━━━ MATERIAL PROVIDED ━━━
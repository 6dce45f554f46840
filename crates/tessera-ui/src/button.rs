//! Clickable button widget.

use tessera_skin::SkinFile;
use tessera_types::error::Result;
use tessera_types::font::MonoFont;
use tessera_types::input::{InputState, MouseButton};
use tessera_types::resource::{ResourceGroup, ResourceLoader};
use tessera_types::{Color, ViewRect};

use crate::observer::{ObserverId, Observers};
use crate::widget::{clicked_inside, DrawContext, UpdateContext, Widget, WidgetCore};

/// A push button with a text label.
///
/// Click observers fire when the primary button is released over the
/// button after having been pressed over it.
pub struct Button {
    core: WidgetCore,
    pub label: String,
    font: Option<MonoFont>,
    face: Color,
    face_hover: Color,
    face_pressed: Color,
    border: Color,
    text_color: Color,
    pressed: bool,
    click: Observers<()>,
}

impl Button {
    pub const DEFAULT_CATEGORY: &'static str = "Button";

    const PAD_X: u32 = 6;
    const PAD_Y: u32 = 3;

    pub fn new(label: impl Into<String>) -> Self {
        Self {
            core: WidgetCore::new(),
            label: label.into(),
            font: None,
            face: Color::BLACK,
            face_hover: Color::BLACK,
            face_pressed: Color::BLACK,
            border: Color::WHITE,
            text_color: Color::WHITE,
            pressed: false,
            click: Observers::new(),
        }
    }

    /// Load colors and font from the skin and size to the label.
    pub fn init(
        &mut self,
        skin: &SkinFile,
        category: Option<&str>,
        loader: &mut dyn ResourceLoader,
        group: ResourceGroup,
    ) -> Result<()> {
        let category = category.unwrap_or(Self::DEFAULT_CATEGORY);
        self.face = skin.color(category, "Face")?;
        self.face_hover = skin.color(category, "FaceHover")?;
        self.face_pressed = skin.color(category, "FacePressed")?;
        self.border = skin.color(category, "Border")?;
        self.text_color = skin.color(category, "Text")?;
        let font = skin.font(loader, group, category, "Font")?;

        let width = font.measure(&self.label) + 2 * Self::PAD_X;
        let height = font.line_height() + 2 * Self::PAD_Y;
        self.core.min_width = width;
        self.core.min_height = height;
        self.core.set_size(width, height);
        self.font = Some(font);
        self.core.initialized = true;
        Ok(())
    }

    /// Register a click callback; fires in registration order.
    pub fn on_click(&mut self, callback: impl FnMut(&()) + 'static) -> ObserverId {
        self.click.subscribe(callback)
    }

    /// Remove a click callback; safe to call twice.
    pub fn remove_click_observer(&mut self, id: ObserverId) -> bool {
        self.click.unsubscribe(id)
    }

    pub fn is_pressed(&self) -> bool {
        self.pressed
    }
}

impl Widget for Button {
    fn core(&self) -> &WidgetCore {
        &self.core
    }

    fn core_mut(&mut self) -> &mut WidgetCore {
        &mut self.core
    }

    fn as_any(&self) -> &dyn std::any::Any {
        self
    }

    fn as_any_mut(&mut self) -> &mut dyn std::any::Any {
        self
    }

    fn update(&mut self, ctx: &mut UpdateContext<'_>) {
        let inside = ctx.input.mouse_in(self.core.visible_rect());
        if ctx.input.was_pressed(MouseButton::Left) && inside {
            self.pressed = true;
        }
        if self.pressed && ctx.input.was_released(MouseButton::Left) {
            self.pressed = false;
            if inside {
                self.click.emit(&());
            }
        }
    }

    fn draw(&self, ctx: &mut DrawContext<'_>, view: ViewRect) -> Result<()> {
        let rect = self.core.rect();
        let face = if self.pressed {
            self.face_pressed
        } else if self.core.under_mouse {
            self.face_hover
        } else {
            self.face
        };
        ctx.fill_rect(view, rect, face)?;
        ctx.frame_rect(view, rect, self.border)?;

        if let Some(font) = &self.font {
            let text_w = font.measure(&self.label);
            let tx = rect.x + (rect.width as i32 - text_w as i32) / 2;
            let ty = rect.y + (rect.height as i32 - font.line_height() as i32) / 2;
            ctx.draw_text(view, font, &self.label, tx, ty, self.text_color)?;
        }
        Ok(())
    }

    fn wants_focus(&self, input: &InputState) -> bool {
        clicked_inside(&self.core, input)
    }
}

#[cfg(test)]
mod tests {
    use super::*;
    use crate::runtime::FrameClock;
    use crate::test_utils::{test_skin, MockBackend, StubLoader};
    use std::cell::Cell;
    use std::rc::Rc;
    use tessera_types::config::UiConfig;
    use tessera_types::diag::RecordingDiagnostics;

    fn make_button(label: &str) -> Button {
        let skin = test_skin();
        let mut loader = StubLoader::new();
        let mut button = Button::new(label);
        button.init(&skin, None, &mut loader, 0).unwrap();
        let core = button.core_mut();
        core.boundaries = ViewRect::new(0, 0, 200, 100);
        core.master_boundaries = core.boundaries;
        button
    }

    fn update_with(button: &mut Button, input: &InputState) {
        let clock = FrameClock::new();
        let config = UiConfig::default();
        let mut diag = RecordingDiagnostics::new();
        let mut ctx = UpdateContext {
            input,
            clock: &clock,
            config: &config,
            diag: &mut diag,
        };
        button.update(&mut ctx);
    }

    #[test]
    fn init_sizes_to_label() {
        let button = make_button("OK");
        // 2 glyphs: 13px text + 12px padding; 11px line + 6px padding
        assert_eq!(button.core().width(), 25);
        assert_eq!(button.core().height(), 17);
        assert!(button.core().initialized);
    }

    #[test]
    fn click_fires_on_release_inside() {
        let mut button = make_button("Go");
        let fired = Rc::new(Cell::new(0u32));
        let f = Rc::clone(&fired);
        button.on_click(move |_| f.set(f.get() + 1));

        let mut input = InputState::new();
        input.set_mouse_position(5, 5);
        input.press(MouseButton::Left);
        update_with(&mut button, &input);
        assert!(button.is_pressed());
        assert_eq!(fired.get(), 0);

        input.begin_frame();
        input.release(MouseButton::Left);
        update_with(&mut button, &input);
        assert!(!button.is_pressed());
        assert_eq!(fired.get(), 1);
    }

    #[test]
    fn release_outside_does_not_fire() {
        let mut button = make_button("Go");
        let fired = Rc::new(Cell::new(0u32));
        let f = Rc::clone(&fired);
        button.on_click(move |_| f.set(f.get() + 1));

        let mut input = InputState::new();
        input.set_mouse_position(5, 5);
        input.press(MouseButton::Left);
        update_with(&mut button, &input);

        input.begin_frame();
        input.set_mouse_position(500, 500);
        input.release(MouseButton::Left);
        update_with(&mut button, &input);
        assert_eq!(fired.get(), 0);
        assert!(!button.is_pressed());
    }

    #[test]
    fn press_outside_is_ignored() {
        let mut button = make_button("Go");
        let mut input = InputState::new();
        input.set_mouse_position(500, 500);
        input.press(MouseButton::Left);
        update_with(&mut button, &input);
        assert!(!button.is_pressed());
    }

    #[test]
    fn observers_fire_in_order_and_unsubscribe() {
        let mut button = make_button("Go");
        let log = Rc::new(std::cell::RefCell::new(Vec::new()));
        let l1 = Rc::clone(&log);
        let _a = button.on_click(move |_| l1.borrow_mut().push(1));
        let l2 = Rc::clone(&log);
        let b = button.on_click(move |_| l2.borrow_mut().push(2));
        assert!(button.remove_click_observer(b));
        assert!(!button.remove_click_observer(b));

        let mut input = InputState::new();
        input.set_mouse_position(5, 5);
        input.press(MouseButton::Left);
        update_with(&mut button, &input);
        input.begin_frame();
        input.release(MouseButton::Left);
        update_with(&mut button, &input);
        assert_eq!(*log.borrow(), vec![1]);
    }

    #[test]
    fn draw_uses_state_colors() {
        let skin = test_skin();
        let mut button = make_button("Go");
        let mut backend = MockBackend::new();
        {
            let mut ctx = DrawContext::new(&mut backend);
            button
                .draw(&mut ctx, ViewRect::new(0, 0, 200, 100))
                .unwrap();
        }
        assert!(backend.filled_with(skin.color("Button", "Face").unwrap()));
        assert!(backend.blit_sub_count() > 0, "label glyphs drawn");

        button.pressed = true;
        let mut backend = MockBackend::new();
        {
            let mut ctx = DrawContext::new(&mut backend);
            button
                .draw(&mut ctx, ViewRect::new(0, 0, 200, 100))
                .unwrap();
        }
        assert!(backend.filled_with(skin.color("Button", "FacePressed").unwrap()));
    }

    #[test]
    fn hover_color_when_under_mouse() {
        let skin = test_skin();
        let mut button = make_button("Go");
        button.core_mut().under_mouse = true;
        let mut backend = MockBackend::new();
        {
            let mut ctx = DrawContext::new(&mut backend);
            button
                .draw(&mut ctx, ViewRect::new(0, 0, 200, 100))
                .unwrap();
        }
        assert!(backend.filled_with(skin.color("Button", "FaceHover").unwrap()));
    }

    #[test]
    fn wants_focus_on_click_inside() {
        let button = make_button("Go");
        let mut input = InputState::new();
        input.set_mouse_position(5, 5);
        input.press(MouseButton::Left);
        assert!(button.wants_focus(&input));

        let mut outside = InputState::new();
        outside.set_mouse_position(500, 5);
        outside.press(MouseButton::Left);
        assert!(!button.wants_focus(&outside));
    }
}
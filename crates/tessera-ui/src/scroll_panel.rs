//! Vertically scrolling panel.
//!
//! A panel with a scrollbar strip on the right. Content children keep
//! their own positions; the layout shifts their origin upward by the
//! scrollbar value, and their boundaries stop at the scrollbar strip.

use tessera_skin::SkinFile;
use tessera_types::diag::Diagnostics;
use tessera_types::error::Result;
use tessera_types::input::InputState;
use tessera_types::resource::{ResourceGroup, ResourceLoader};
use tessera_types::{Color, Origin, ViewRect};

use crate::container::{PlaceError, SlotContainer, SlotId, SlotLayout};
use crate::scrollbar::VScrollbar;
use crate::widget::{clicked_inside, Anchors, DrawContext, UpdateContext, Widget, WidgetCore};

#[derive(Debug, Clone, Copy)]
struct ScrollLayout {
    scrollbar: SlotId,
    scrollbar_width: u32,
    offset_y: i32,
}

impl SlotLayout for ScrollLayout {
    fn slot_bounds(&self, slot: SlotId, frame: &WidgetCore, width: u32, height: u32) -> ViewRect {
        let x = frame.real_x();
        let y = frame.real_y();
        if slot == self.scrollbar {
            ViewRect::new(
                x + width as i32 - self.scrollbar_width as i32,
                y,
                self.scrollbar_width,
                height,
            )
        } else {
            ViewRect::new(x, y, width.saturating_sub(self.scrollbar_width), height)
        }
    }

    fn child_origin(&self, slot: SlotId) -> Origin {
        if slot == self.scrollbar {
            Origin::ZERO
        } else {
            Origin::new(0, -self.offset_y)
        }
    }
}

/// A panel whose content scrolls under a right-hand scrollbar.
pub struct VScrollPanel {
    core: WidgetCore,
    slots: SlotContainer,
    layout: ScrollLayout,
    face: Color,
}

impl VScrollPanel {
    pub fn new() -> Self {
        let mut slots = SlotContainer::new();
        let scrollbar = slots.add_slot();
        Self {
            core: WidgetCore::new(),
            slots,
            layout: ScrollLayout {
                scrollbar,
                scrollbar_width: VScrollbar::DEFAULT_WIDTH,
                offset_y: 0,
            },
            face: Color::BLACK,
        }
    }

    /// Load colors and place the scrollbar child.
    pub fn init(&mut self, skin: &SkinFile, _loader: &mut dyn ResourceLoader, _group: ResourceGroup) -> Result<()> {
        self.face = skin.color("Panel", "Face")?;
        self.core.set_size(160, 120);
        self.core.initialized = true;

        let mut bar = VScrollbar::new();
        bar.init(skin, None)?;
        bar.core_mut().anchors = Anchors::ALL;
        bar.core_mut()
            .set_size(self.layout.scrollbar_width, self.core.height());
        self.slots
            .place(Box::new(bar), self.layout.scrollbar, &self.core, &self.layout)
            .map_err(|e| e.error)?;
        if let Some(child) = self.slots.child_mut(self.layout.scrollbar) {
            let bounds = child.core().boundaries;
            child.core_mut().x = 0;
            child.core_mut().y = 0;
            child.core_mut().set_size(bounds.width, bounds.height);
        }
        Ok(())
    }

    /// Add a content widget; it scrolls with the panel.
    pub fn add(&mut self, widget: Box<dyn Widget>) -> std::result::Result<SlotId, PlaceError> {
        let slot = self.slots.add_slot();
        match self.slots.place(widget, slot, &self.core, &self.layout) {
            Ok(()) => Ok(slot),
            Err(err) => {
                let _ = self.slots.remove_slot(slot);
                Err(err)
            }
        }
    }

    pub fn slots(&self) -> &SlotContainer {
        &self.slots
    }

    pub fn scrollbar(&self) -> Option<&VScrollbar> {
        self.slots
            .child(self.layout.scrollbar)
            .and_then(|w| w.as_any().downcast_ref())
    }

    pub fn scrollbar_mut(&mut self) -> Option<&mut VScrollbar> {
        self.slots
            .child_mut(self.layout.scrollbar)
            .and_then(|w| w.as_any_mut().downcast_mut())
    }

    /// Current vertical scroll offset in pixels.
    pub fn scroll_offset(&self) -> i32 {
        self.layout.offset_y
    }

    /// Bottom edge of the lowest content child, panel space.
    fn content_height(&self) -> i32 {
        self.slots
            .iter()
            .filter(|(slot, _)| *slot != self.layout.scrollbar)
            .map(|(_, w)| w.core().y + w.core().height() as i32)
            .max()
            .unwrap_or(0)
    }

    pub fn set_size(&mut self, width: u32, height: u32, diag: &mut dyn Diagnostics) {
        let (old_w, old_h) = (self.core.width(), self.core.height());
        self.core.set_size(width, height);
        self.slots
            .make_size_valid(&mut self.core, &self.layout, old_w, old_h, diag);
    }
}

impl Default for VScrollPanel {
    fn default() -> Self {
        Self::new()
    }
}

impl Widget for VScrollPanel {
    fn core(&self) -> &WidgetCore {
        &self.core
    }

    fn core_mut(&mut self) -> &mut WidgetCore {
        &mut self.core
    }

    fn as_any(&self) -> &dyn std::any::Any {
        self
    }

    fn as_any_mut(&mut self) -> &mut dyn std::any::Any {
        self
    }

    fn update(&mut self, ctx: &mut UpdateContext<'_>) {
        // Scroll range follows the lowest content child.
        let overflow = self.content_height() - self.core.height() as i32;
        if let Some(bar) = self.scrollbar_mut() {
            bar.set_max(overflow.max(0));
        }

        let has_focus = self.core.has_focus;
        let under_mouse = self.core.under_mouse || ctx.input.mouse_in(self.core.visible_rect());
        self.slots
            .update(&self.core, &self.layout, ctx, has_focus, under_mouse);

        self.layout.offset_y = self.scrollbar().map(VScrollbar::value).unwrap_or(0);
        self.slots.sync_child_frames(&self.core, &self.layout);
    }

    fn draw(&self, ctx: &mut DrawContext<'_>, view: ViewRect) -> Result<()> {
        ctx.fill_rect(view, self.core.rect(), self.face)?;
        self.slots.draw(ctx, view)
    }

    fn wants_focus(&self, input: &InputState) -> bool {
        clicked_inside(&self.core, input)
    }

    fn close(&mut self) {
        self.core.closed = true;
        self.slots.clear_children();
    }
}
━━━
--- EXERCISE REQUIREMENTS ---
Search the entries for the word "FrameClock" and gather every line where it appears.

--- WRITTEN REPLY ---
    use crate::runtime::FrameClock;
        let clock = FrameClock::new();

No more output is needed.